§ **Requirement**: The answer must consist of every line in the data that contains "QuestionId".

Top of Data provided

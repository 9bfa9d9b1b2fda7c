use serde::{Deserialize, Serialize};
use std::fmt;
use std::str::FromStr;
use thiserror::Error;

use crate::model::ids::{OptionId, QuestionId};

//
// ─── ERRORS ───────────────────────────────────────────────────────────────────
//

/// A question kind string that is not one of the supported kinds.
#[derive(Debug, Error, Clone, PartialEq, Eq)]
#[error("unknown question kind: {0}")]
pub struct UnknownQuestionKind(pub String);

/// Errors raised while building a question from server data.
#[derive(Debug, Error, Clone, PartialEq, Eq)]
#[non_exhaustive]
pub enum QuestionError {
    #[error(transparent)]
    UnknownKind(#[from] UnknownQuestionKind),
    #[error("question {question} lists option {option} twice")]
    DuplicateOption { question: QuestionId, option: OptionId },
}

//
// ─── QUESTION KIND ────────────────────────────────────────────────────────────
//

/// How a question is answered.
#[derive(Debug, Clone, Copy, PartialEq, Eq, Hash, Serialize, Deserialize)]
#[serde(rename_all = "snake_case")]
pub enum QuestionKind {
    /// Free text.
    Text,
    /// Exactly one option (or none yet).
    Single,
    /// Any subset of the options.
    Multiple,
}

impl QuestionKind {
    #[must_use]
    pub fn as_str(self) -> &'static str {
        match self {
            QuestionKind::Text => "text",
            QuestionKind::Single => "single",
            QuestionKind::Multiple => "multiple",
        }
    }

    #[must_use]
    pub fn is_choice(self) -> bool {
        matches!(self, QuestionKind::Single | QuestionKind::Multiple)
    }
}

impl fmt::Display for QuestionKind {
    fn fmt(&self, f: &mut fmt::Formatter<'_>) -> fmt::Result {
        f.write_str(self.as_str())
    }
}

impl FromStr for QuestionKind {
    type Err = UnknownQuestionKind;

    /// Accepts the canonical names plus the legacy names the backend still emits.
    fn from_str(s: &str) -> Result<Self, Self::Err> {
        match s.trim() {
            "text" | "open" | "textarea" => Ok(Self::Text),
            "single" | "single_choice" => Ok(Self::Single),
            "multiple" | "multiple_choice" => Ok(Self::Multiple),
            other => Err(UnknownQuestionKind(other.to_owned())),
        }
    }
}

//
// ─── QUESTION ─────────────────────────────────────────────────────────────────
//

#[derive(Debug, Clone, PartialEq, Eq, Serialize, Deserialize)]
pub struct QuestionOption {
    pub id: OptionId,
    #[serde(alias = "text")]
    pub content: String,
}

impl QuestionOption {
    #[must_use]
    pub fn new(id: OptionId, content: impl Into<String>) -> Self {
        Self {
            id,
            content: content.into(),
        }
    }
}

/// A question as loaded from a survey instance. Immutable once built.
#[derive(Debug, Clone, PartialEq, Eq, Serialize, Deserialize)]
#[serde(try_from = "QuestionRecord", into = "QuestionRecord")]
pub struct Question {
    id: QuestionId,
    content: String,
    kind: QuestionKind,
    options: Vec<QuestionOption>,
}

impl Question {
    /// Build a question, checking the option list against the kind.
    ///
    /// Options given to a text question are dropped. A choice question may come
    /// without options; it is shown with nothing to pick.
    ///
    /// # Errors
    ///
    /// Returns `QuestionError::DuplicateOption` when an option id repeats.
    pub fn new(
        id: QuestionId,
        content: impl Into<String>,
        kind: QuestionKind,
        mut options: Vec<QuestionOption>,
    ) -> Result<Self, QuestionError> {
        if kind.is_choice() {
            for (idx, option) in options.iter().enumerate() {
                if options[..idx].iter().any(|prev| prev.id == option.id) {
                    return Err(QuestionError::DuplicateOption {
                        question: id,
                        option: option.id,
                    });
                }
            }
        } else {
            options.clear();
        }

        Ok(Self {
            id,
            content: content.into(),
            kind,
            options,
        })
    }

    /// Shorthand for a free-text question.
    #[must_use]
    pub fn text(id: QuestionId, content: impl Into<String>) -> Self {
        Self {
            id,
            content: content.into(),
            kind: QuestionKind::Text,
            options: Vec::new(),
        }
    }

    #[must_use]
    pub fn id(&self) -> QuestionId {
        self.id
    }

    #[must_use]
    pub fn content(&self) -> &str {
        &self.content
    }

    #[must_use]
    pub fn kind(&self) -> QuestionKind {
        self.kind
    }

    #[must_use]
    pub fn options(&self) -> &[QuestionOption] {
        &self.options
    }

    #[must_use]
    pub fn has_option(&self, option: OptionId) -> bool {
        self.options.iter().any(|o| o.id == option)
    }
}

/// Wire shape of a question; `type` is kept as a string so legacy names resolve.
#[derive(Debug, Clone, Serialize, Deserialize)]
struct QuestionRecord {
    id: QuestionId,
    #[serde(alias = "text")]
    content: String,
    #[serde(rename = "type")]
    kind: String,
    #[serde(default)]
    options: Vec<QuestionOption>,
}

impl TryFrom<QuestionRecord> for Question {
    type Error = QuestionError;

    fn try_from(record: QuestionRecord) -> Result<Self, Self::Error> {
        let kind = record.kind.parse::<QuestionKind>()?;
        Question::new(record.id, record.content, kind, record.options)
    }
}

impl From<Question> for QuestionRecord {
    fn from(question: Question) -> Self {
        Self {
            id: question.id,
            content: question.content,
            kind: question.kind.as_str().to_owned(),
            options: question.options,
        }
    }
}

//
// ─── TESTS ─────────────────────────────────────────────────────────────────────
//
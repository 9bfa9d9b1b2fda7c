use serde::{Deserialize, Serialize};

use crate::model::answer::Answer;
use crate::model::ids::{OptionId, ParticipationId, QuestionId};
use crate::model::question::{QuestionKind, UnknownQuestionKind};

/// Server-side lifecycle of a participation.
#[derive(Debug, Clone, Copy, PartialEq, Eq, Serialize, Deserialize)]
#[serde(rename_all = "snake_case")]
pub enum ParticipationState {
    InProgress,
    Completed,
    Abandoned,
}

/// Reference to the question a stored answer belongs to.
#[derive(Debug, Clone, PartialEq, Eq, Serialize, Deserialize)]
pub struct StoredQuestionRef {
    pub id: QuestionId,
    /// Raw kind string; resolved lazily so one bad answer does not spoil the rest.
    #[serde(rename = "type")]
    pub kind: String,
}

/// A selected option as stored by the server: a bare id or an expanded object.
#[derive(Debug, Clone, PartialEq, Eq, Serialize, Deserialize)]
#[serde(untagged)]
pub enum StoredOption {
    Id(OptionId),
    Detailed {
        id: OptionId,
        #[serde(default)]
        content: Option<String>,
    },
}

impl StoredOption {
    #[must_use]
    pub fn id(&self) -> OptionId {
        match self {
            StoredOption::Id(id) | StoredOption::Detailed { id, .. } => *id,
        }
    }
}

/// An answer previously persisted in a participation.
#[derive(Debug, Clone, PartialEq, Eq, Serialize, Deserialize)]
pub struct StoredAnswer {
    pub question: StoredQuestionRef,
    #[serde(default)]
    pub content: Option<String>,
    #[serde(default)]
    pub selected_options: Vec<StoredOption>,
}

impl StoredAnswer {
    #[must_use]
    pub fn question_id(&self) -> QuestionId {
        self.question.id
    }

    /// Translate into the answer-store shape of its question kind.
    ///
    /// Text takes `content`, single takes the first stored option, multiple takes all
    /// stored options.
    ///
    /// # Errors
    ///
    /// Returns `UnknownQuestionKind` when the stored kind is not recognised.
    pub fn to_answer(&self) -> Result<Answer, UnknownQuestionKind> {
        let kind = self.question.kind.parse::<QuestionKind>()?;
        Ok(match kind {
            QuestionKind::Text => Answer::text(self.content.clone().unwrap_or_default()),
            QuestionKind::Single => Answer::Single {
                selected_option: self.selected_options.first().map(StoredOption::id),
            },
            QuestionKind::Multiple => {
                Answer::multiple(self.selected_options.iter().map(StoredOption::id))
            }
        })
    }
}

/// A participant's record against one instance, as known to the client.
#[derive(Debug, Clone, PartialEq, Eq, Default, Serialize, Deserialize)]
pub struct Participation {
    #[serde(default)]
    pub id: Option<ParticipationId>,
    #[serde(default)]
    pub state: Option<ParticipationState>,
    #[serde(default)]
    pub completed: bool,
    #[serde(default)]
    pub answers: Vec<StoredAnswer>,
}

impl Participation {
    /// Completed either by flag or by state; the two are reported by different endpoints.
    #[must_use]
    pub fn is_completed(&self) -> bool {
        self.completed || self.state == Some(ParticipationState::Completed)
    }
}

Bottom of Data provided

§ **Problem solution**:
use crate::model::ids::{OptionId, QuestionId};
    DuplicateOption { question: QuestionId, option: OptionId },
    id: QuestionId,
        id: QuestionId,
    pub fn text(id: QuestionId, content: impl Into<String>) -> Self {
    pub fn id(&self) -> QuestionId {
    id: QuestionId,
use crate::model::ids::{OptionId, ParticipationId, QuestionId};
    pub id: QuestionId,
    pub fn question_id(&self) -> QuestionId {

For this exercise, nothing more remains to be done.